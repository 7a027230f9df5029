use super::async_rules::{BlockingAsyncCallRule, PreferAddOverAddAsyncRule, SyncOverAsyncRule};
use super::database_rules::{NPlusOneQueryRule, SaveChangesInLoopRule};
use super::lifetime_rules::DbContextSingletonLifetimeRule;
use super::materialization_rules::{
    ClientSideEvaluationRule, CountForExistenceRule, MaterializeToCountRule,
    RedundantMaterializationRule,
};
use super::ordering_rules::{LastWithoutOrderByRule, UnorderedPaginationRule};
use super::sql_rules::RawSqlInjectionRule;
use super::tracking_rules::{CartesianExplosionRule, MissingAsNoTrackingRule};
use super::translation_rules::{NonSargablePredicateRule, UntranslatableMethodInQueryRule};
use super::Rule;

/// Rules kept by `--strict`: patterns that are bugs whenever they match.
pub const STRICT_RULES: &[&str] = &[
    "last-without-order-by",
    "raw-sql-injection",
    "blocking-async-call",
    "dbcontext-singleton-lifetime",
];

/// Get all registered rules
pub fn all_rules() -> Vec<Box<dyn Rule>> {
    vec![
        // Materialization
        Box::new(ClientSideEvaluationRule),
        Box::new(RedundantMaterializationRule),
        Box::new(MaterializeToCountRule),
        Box::new(CountForExistenceRule),
        // Round trips
        Box::new(NPlusOneQueryRule),
        Box::new(SaveChangesInLoopRule),
        // Async
        Box::new(SyncOverAsyncRule),
        Box::new(BlockingAsyncCallRule),
        Box::new(PreferAddOverAddAsyncRule),
        // Tracking and loading
        Box::new(MissingAsNoTrackingRule),
        Box::new(CartesianExplosionRule),
        // Ordering
        Box::new(UnorderedPaginationRule),
        Box::new(LastWithoutOrderByRule),
        // Raw SQL
        Box::new(RawSqlInjectionRule),
        // Translation
        Box::new(NonSargablePredicateRule),
        Box::new(UntranslatableMethodInQueryRule),
        // Lifetime
        Box::new(DbContextSingletonLifetimeRule),
    ]
}

/// Get a rule by its ID
pub fn get_rule(id: &str) -> Option<Box<dyn Rule>> {
    all_rules().into_iter().find(|r| r.id() == id)
}

/// Whether `id` names a registered rule.
pub fn has_rule(id: &str) -> bool {
    all_rules().iter().any(|r| r.id() == id)
}
//! Inline suppression support for efcheck diagnostics.
//!
//! Supports suppressing warnings with:
//! - `// efcheck-ignore: rule-id` - suppress rules on the next line
//! - `#pragma warning disable rule-id` / `restore` - suppress over a region
//! - `[SuppressMessage("efcheck", "rule-id")]` - suppress over a member

use crate::rules::visitor;
use crate::semantics::syntax;
use std::collections::{HashMap, HashSet};
use tree_sitter::{Node, Tree};

const IGNORE_MARKER: &str = "efcheck-ignore";
const SUPPRESS_CATEGORY: &str = "efcheck";

/// Member declarations a `SuppressMessage` attribute can cover.
const SUPPRESSIBLE_MEMBERS: &[&str] = &[
    "class_declaration",
    "struct_declaration",
    "record_declaration",
    "interface_declaration",
    "method_declaration",
    "constructor_declaration",
    "property_declaration",
    "local_function_statement",
];

/// A suppressed line range. `rule` of `None` covers every rule.
#[derive(Debug, Clone, PartialEq, Eq)]
struct Region {
    rule: Option<String>,
    start: usize,
    end: usize,
}

impl Region {
    fn covers(&self, rule_id: &str, line: usize) -> bool {
        (self.start..=self.end).contains(&line)
            && self.rule.as_deref().is_none_or(|r| r == rule_id)
    }
}

/// Extracts all efcheck suppressions from a file.
pub struct SuppressionExtractor {
    /// Suppressions by line number: (line, set of suppressed rule IDs)
    /// A set containing "all" suppresses every rule
    pub line_suppressions: HashMap<usize, HashSet<String>>,
    regions: Vec<Region>,
}

impl SuppressionExtractor {
    /// Extract suppressions from source code and its syntax tree.
    pub fn new(source: &str, tree: &Tree) -> Self {
        let mut extractor = Self {
            line_suppressions: HashMap::new(),
            regions: Vec::new(),
        };

        extractor.extract_comment_suppressions(tree.root_node(), source);
        extractor.extract_pragma_regions(source);
        extractor.extract_attribute_suppressions(tree.root_node(), source);

        extractor
    }

    /// Check if a diagnostic at the given line should be suppressed.
    pub fn is_suppressed(&self, rule_id: &str, line: usize) -> bool {
        if let Some(suppressions) = self.line_suppressions.get(&line) {
            if suppressions.contains("all") || suppressions.contains(rule_id) {
                return true;
            }
        }

        self.regions.iter().any(|r| r.covers(rule_id, line))
    }

    /// Extract `// efcheck-ignore: rule-id` comments.
    ///
    /// Only real comment nodes count, so `//` inside a string literal is
    /// not a marker.
    fn extract_comment_suppressions(&mut self, root: Node<'_>, source: &str) {
        for comment in visitor::descendants_of_kind(root, "comment") {
            let Some(rest) = ignore_directive(syntax::text(comment, source)) else {
                continue;
            };

            let suppressions = self
                .line_suppressions
                .entry(comment.start_position().row + 2) // Suppress the *next* line
                .or_default();

            if rest.is_empty() || rest == "all" {
                suppressions.insert("all".to_string());
            } else {
                suppressions.extend(split_rule_ids(rest));
            }
        }
    }

    /// Extract `#pragma warning disable` / `restore` regions.
    fn extract_pragma_regions(&mut self, source: &str) {
        // Open regions keyed by rule; `None` is a bare `disable`.
        let mut open: HashMap<Option<String>, usize> = HashMap::new();

        for (line_num, line) in source.lines().enumerate() {
            let line_num = line_num + 1;
            let Some(directive) = line.trim_start().strip_prefix("#pragma") else {
                continue;
            };
            let Some(directive) = directive.trim_start().strip_prefix("warning") else {
                continue;
            };
            let directive = directive.split("//").next().unwrap_or_default().trim();

            if let Some(ids) = directive.strip_prefix("disable") {
                let ids: Vec<String> = split_rule_ids(ids).collect();
                if ids.is_empty() {
                    open.entry(None).or_insert(line_num);
                }
                for id in ids {
                    open.entry(Some(id)).or_insert(line_num);
                }
            } else if let Some(ids) = directive.strip_prefix("restore") {
                let ids: Vec<String> = split_rule_ids(ids).collect();
                let closing: Vec<Option<String>> = if ids.is_empty() {
                    open.keys().cloned().collect()
                } else {
                    ids.into_iter().map(Some).collect()
                };
                for rule in closing {
                    if let Some(start) = open.remove(&rule) {
                        self.regions.push(Region {
                            rule,
                            start,
                            end: line_num,
                        });
                    }
                }
            }
        }

        // Unclosed regions run to the end of the file.
        for (rule, start) in open {
            self.regions.push(Region {
                rule,
                start,
                end: usize::MAX,
            });
        }
    }

    /// Extract `[SuppressMessage("efcheck", "rule-id")]` on members.
    fn extract_attribute_suppressions(&mut self, root: Node<'_>, source: &str) {
        for attribute in visitor::descendants_of_kind(root, "attribute") {
            let Some(name) = attribute.child_by_field_name("name") else {
                continue;
            };
            let name = syntax::text(name, source);
            let simple = name.rsplit('.').next().unwrap_or(name);
            if !matches!(simple, "SuppressMessage" | "SuppressMessageAttribute") {
                continue;
            }

            let strings = attribute_strings(attribute, source);
            let [category, check_id, ..] = strings.as_slice() else {
                continue;
            };
            if !category.eq_ignore_ascii_case(SUPPRESS_CATEGORY) {
                continue;
            }
            // `"rule-id:Justification"` is accepted as well.
            let rule = check_id.split(':').next().unwrap_or_default().trim();
            if rule.is_empty() {
                continue;
            }

            let Some(member) = visitor::ancestors(attribute)
                .find(|n| SUPPRESSIBLE_MEMBERS.contains(&n.kind()))
            else {
                continue;
            };
            self.regions.push(Region {
                rule: (rule != "all").then(|| rule.to_string()),
                start: member.start_position().row + 1,
                end: member.end_position().row + 1,
            });
        }
    }
}

/// The rule list of a `// efcheck-ignore[: ids]` line comment.
///
/// The marker must end at a word boundary: `efcheck-ignored` is not one.
fn ignore_directive(comment: &str) -> Option<&str> {
    let body = comment.strip_prefix("//")?.trim_start();
    let rest = body.strip_prefix(IGNORE_MARKER)?;
    if rest
        .chars()
        .next()
        .is_some_and(|c| c != ':' && !c.is_whitespace())
    {
        return None;
    }
    Some(rest.trim_start_matches(':').trim())
}

/// Positional string arguments of an attribute, unquoted.
fn attribute_strings(attribute: Node<'_>, source: &str) -> Vec<String> {
    let mut strings = Vec::new();
    let mut cursor = attribute.walk();
    let Some(args) = attribute
        .named_children(&mut cursor)
        .find(|c| c.kind() == "attribute_argument_list")
    else {
        return strings;
    };

    let mut cursor = args.walk();
    for arg in args.named_children(&mut cursor) {
        if arg.kind() != "attribute_argument" {
            continue;
        }
        let Some(expr) = arg.named_child(arg.named_child_count().saturating_sub(1)) else {
            continue;
        };
        let text = syntax::text(expr, source);
        match expr.kind() {
            "string_literal" => strings.push(text.trim_matches('"').to_string()),
            "verbatim_string_literal" => {
                strings.push(text.trim_start_matches('@').trim_matches('"').to_string())
            }
            _ => {}
        }
    }
    strings
}

fn split_rule_ids(list: &str) -> impl Iterator<Item = String> + '_ {
    list.split(',')
        .map(str::trim)
        .filter(|id| !id.is_empty())
        .map(str::to_string)
}

#[cfg(test)]
mod tests {
    use super::*;
    use crate::engine::parser::parse_source;

    fn extract(source: &str) -> SuppressionExtractor {
        let tree = parse_source(source).unwrap();
        SuppressionExtractor::new(source, &tree)
    }

    #[test]
    fn test_comment_suppression() {
        let source = r#"
class A {
    void M() {
        // efcheck-ignore: n-plus-one-query
        var x = db.Users.ToList();
    }
}
"#;
        let extractor = extract(source);

        assert!(extractor.is_suppressed("n-plus-one-query", 5));
        assert!(!extractor.is_suppressed("n-plus-one-query", 6));
        assert!(!extractor.is_suppressed("sync-over-async", 5));
    }

    #[test]
    fn test_comment_suppression_all() {
        let source = r#"
class A {
    void M() {
        // efcheck-ignore
        var x = db.Users.ToList();
    }
}
"#;
        let extractor = extract(source);

        assert!(extractor.is_suppressed("n-plus-one-query", 5));
        assert!(extractor.is_suppressed("any-rule", 5));
    }

    #[test]
    fn test_comment_suppression_list() {
        let source = "class A {\n    // efcheck-ignore: sync-over-async, missing-as-no-tracking\n    int x;\n}\n";
        let extractor = extract(source);

        assert!(extractor.is_suppressed("sync-over-async", 3));
        assert!(extractor.is_suppressed("missing-as-no-tracking", 3));
        assert!(!extractor.is_suppressed("raw-sql-injection", 3));
    }

    #[test]
    fn test_marker_inside_string_is_ignored() {
        let source = r#"
class A {
    void M() {
        var url = "http://host/ // efcheck-ignore";
        var x = db.Users.ToList();
    }
}
"#;
        let extractor = extract(source);
        assert!(!extractor.is_suppressed("n-plus-one-query", 5));
    }

    #[test]
    fn test_marker_needs_word_boundary() {
        let source = "class A {\n    // efcheck-ignorefoo\n    int x;\n    // efcheck-ignored: all\n    int y;\n}\n";
        let extractor = extract(source);
        assert!(!extractor.is_suppressed("any-rule", 3));
        assert!(!extractor.is_suppressed("any-rule", 5));
    }

    #[test]
    fn test_trailing_comment_suppresses_next_line() {
        let source = "class A {\n    int x; // efcheck-ignore: raw-sql-injection\n    int y;\n}\n";
        let extractor = extract(source);
        assert!(extractor.is_suppressed("raw-sql-injection", 3));
        assert!(!extractor.is_suppressed("raw-sql-injection", 2));
    }

    #[test]
    fn test_ignore_directive_forms() {
        assert_eq!(ignore_directive("// efcheck-ignore"), Some(""));
        assert_eq!(ignore_directive("//efcheck-ignore: a, b"), Some("a, b"));
        assert_eq!(ignore_directive("// efcheck-ignore all"), Some("all"));
        assert_eq!(ignore_directive("// efcheck-ignorefoo"), None);
        assert_eq!(ignore_directive("/* efcheck-ignore */"), None);
    }

    #[test]
    fn test_pragma_region() {
        let source = r#"class A {
#pragma warning disable sync-over-async
    void M() { db.SaveChanges(); }
#pragma warning restore sync-over-async
    void N() { db.SaveChanges(); }
}
"#;
        let extractor = extract(source);

        assert!(extractor.is_suppressed("sync-over-async", 3));
        assert!(!extractor.is_suppressed("sync-over-async", 5));
        assert!(!extractor.is_suppressed("n-plus-one-query", 3));
    }

    #[test]
    fn test_bare_pragma_runs_to_end_of_file() {
        let source = "class A {\n#pragma warning disable\n    int x;\n\n    int y;\n}\n";
        let extractor = extract(source);

        assert!(!extractor.is_suppressed("any-rule", 1));
        assert!(extractor.is_suppressed("any-rule", 3));
        assert!(extractor.is_suppressed("other-rule", 5));
    }

    #[test]
    fn test_attribute_suppression() {
        let source = r#"
class Repo {
    [SuppressMessage("efcheck", "missing-as-no-tracking", Justification = "entities are updated")]
    public List<User> Load(AppDbContext db) {
        return db.Users.ToList();
    }

    public List<User> Other(AppDbContext db) {
        return db.Users.ToList();
    }
}
"#;
        let extractor = extract(source);

        assert!(extractor.is_suppressed("missing-as-no-tracking", 5));
        assert!(!extractor.is_suppressed("missing-as-no-tracking", 9));
        assert!(!extractor.is_suppressed("n-plus-one-query", 5));
    }

    #[test]
    fn test_foreign_suppress_message_is_ignored() {
        let source = r#"
class Repo {
    [SuppressMessage("Performance", "CA1822")]
    public void Load() { }
}
"#;
        let extractor = extract(source);
        assert!(!extractor.is_suppressed("CA1822", 4));
    }

    #[test]
    fn test_no_suppression() {
        let source = "class A {\n    void M() { db.Users.ToList(); }\n}\n";
        let extractor = extract(source);

        assert!(!extractor.is_suppressed("n-plus-one-query", 2));
    }
}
┄┄┄┄┄┄
* YOUR INSTRUCTIONS:
Wherever the string "usize" appears in the listing above, show the whole line.

* EXPECTED OUTPUT:
    start: usize,
    end: usize,
    fn covers(&self, rule_id: &str, line: usize) -> bool {
    pub line_suppressions: HashMap<usize, HashSet<String>>,
    pub fn is_suppressed(&self, rule_id: &str, line: usize) -> bool {
        let mut open: HashMap<Option<String>, usize> = HashMap::new();
                end: usize::MAX,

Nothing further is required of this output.